Well, I think it's it's a good analogy is physics.

你知道人们常说，嘿，我们来做些物理计算，提出新的物理理论并做出预测。

You know how you say, hey, let's do some physics calculation and come up with some new physics theory and make some prediction.

但之后你得进行实验验证。

But then you've got to run the experiment.

你知道的，必须进行实验验证。

You know, you've got to run the experiment.

这很重要。

It's important.

所以这里的情况有点类似，只不过有时候实验可能先于理论出现。

So it's a bit the the same here, except that maybe some sometimes the experiment came before the theory.

但道理依然成立。

But it still is the case.

你看，你有些数据并做出预测，说：好，让我们构建一个大型神经网络，训练它，它的表现将远超以往任何模型，而且随着规模扩大性能会持续提升。

You know, you have some data and you come up with some prediction, you say, yeah, let's make a big neural network, let's train it, and it's going to work much better than anything before it, and it will in fact continue to get better as we make it larger.

而事实证明确实如此。

And it turns out to be true.

当理论以这种方式得到验证时，这真是太神奇了，你知道的。

That's that's amazing when a theory is validated like this, you know.

这不是数学理论，几乎更像是一种生物学理论。

It's not a mathematical theory, it's more of a biological theory almost.

所以我认为深度学习和生物学之间并非没有可比性。

So I think there are not terrible analogies between deep learning and biology.

我会说这像是生物学和物理学的几何平均数。

I would say it's like the geometric mean of biology and physics.

这就是深度学习。

That's deep learning.

生物学与物理学的几何平均数。

The geometric mean of biology and physics.

我想我需要几个小时来消化这个概念。

I think I'm gonna need a few hours to wrap my head around that.

因为光是确定生物学所代表的那组参数就够复杂了。

Because just to find the geometric just to find the set of what biology represents.

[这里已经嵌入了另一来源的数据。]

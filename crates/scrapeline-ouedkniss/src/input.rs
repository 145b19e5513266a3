//! Identifier list loading from CSV

use std::fs::File;
use std::io::Read;
use std::path::Path;

use crate::error::PipelineError;

/// Column that must be present in the input header
pub const ID_COLUMN: &str = "id";

fn clean_header(h: &str) -> &str {
    h.trim_start_matches('\u{feff}').trim()
}

/// Read identifiers from the `id` column, in file order.
///
/// Header names are matched after stripping a UTF-8 BOM and whitespace.
/// Blank cells are skipped; duplicates are kept since each position is
/// fetched and recorded separately.
///
/// Skipping blanks shifts every later batch boundary relative to a reader
/// that keeps them as placeholder ids. Resuming into an output directory
/// written by such a reader from an input with blank ids would misalign
/// batches, so start those runs from an empty directory.
pub fn read_ids<R: Read>(reader: R, path: Option<&Path>) -> Result<Vec<String>, PipelineError> {
    let mut rdr = csv::ReaderBuilder::new().flexible(true).from_reader(reader);

    let column = rdr
        .headers()?
        .iter()
        .position(|h| clean_header(h) == ID_COLUMN)
        .ok_or_else(|| PipelineError::MissingIdColumn {
            path: path.map(Path::to_path_buf),
        })?;

    let mut ids = Vec::new();
    let mut blank = 0usize;
    for row in rdr.records() {
        let row = row?;
        match row.get(column).map(str::trim) {
            Some(id) if !id.is_empty() => ids.push(id.to_string()),
            _ => blank += 1,
        }
    }
    if blank > 0 {
        log::warn!(
            "Skipped {blank} rows with an empty id; batch boundaries count only non-empty ids"
        );
    }
    Ok(ids)
}

/// Load identifiers from a CSV file
pub fn load_ids(path: &Path) -> Result<Vec<String>, PipelineError> {
    let file = File::open(path).map_err(|e| PipelineError::Input(e.into()))?;
    read_ids(file, Some(path))
}

#[cfg(test)]
mod tests {
    use super::*;

    #[test]
    fn reads_id_column_in_order() {
        let data = "title,id,price\nF3,38122211,1850\nF4,38122212,2400\n";
        let ids = read_ids(data.as_bytes(), None).unwrap();
        assert_eq!(ids, vec!["38122211", "38122212"]);
    }

    #[test]
    fn bom_prefixed_header() {
        let data = "\u{feff}id,title\n1,a\n2,b\n";
        assert_eq!(read_ids(data.as_bytes(), None).unwrap(), vec!["1", "2"]);
    }

    #[test]
    fn blank_ids_skipped() {
        let data = "id,title\n1,a\n,b\n 3 ,c\n";
        assert_eq!(read_ids(data.as_bytes(), None).unwrap(), vec!["1", "3"]);
    }

    #[test]
    fn blank_ids_do_not_occupy_batch_positions() {
        let data = "id,t\n1,a\n,b\n3,c\n4,d\n";
        let ids = read_ids(data.as_bytes(), None).unwrap();
        // Batch 2 of size 2 starts at the fourth row, not the third
        let plan = crate::runner::plan_batches(ids.len(), 2, 1);
        assert_eq!(plan, vec![(1, 0..2), (2, 2..3)]);
        assert_eq!(ids[plan[1].1.clone()], ["4"]);
    }

    #[test]
    fn duplicates_kept() {
        let data = "id\n7\n7\n";
        assert_eq!(read_ids(data.as_bytes(), None).unwrap(), vec!["7", "7"]);
    }

    #[test]
    fn missing_column() {
        let data = "title,price\nF3,1850\n";
        let err = read_ids(data.as_bytes(), Some(Path::new("ads.csv"))).unwrap_err();
        assert!(matches!(err, PipelineError::MissingIdColumn { .. }));
        assert_eq!(err.to_string(), "ads.csv must contain column 'id'");
    }

    #[test]
    fn header_only() {
        assert!(read_ids("id\n".as_bytes(), None).unwrap().is_empty());
    }

    #[test]
    fn load_from_file() {
        let dir = tempfile::tempdir().unwrap();
        let path = dir.path().join("ids.csv");
        std::fs::write(&path, "id\n10\n11\n").unwrap();
        assert_eq!(load_ids(&path).unwrap(), vec!["10", "11"]);
    }
}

生物学领域的事物极其复杂，理论体系也极为深奥，很难建立起具有良好预测性的理论。

Well, biology in biology, things are really complicated and the theories are really really it's really hard to have good predictive theory.

而在物理学中，理论又过于完美。

And in physics, the theories are too good.

物理学理论上，人们能构建出极其精确的理论体系，做出惊人的预测。

In in theory in physics, people make these super precise theories, which make these amazing predictions.

而在机器学习领域，我们某种程度上

And in machine learning, we're kinda

介于两者之间。

in between.

差不多介于中间。

Kinda in between.

但如果机器学习能帮我们发现两者的统一性，而不是仅仅处于中间状态，那就太好了。

But it'd be nice if machine learning somehow helped us discover the unification of the two as opposed to sort of the in between.

但你是对的。

But you're right.

你这是在试图兼顾两者。

That's you're you're kinda trying to juggle both.

所以你觉得

So do you

神经网络中是否仍存在尚未被发现的优美而神秘的特性？

think there are still beautiful and mysterious properties in neural networks that are yet to be discovered?

毫无疑问。

Definitely.

我认为我们仍然严重低估了深度学习的潜力。

I think that we are still massively underestimating deep learning.

你觉得它会

What do you think it

呈现出什么形态？

will look like?

比如说，如果

Like, what if

我就知道我能做到。

I knew I would have done it.

是啊。

Yeah.

所以

So

但如果你回顾过去十年的进展，我会说大多数情况下，只有少数案例中真正新颖的想法出现过。

but if you look at all the progress from the past ten years, I would say most of it I would say there have been a few cases where some where things that felt like really new ideas showed up.

但总体而言，每年我们都以为深度学习只能达到这种程度。

But by and large, it was every year, we thought, deep learning goes this far.

结果并非如此。

Nope.

它实际上走得更远。

It actually goes further.

然后到了下一年，好吧，现在你该认为这就是深度学习的巅峰了。

And then the next year, okay, now you now this is this is peak deep learning.

我们真的结束了。

We are really done.

不。

Nope.

它还能走得更远。

It goes further.

每年它都在不断突破。

It just keeps going further each year.

这意味着我们一直在低估它。

So that means that we keep underestimating.

我们始终未能真正理解它。

We keep not understanding it.

它总是展现出令人惊讶的特性。

It has surprising properties all the time.

你是否觉得它变得越来越难了？

Do you think it's getting harder and harder?

要取得进展吗？

To make progress?

需要取得进展吗？

Need to make progress?

这取决于我们的定义。

It depends on what we mean.

我认为这个领域在未来相当长一段时间内将继续取得非常稳健的进展。

I think the field will continue to make very robust progress for quite a while.

我认为对于个体研究者，尤其是正在做研究的人来说，可能会更困难，因为现在有非常大量的研究者。

I think for individual researchers, especially people who are doing research, it can be harder because there is a very large number of researchers right now.

我认为如果你拥有大量算力，就能做出许多非常有趣的发现，但随之而来的是要应对管理庞大算力集群来运行实验的挑战。

I think that if you have a lot of compute, then you can make a lot of very interesting discoveries, but then you have to deal with the challenge of managing a huge compute huge huge compute cluster to run your experiments.

确实会稍微困难一些。

It's a little bit harder.

虽然我问的都是些无人知晓答案的问题，但你是我认识的最聪明的人之一，所以我还是要继续追问。

So I'm asking all these questions that nobody knows the answer to, but you're one of the smartest people I know, so I'm gonna keep asking.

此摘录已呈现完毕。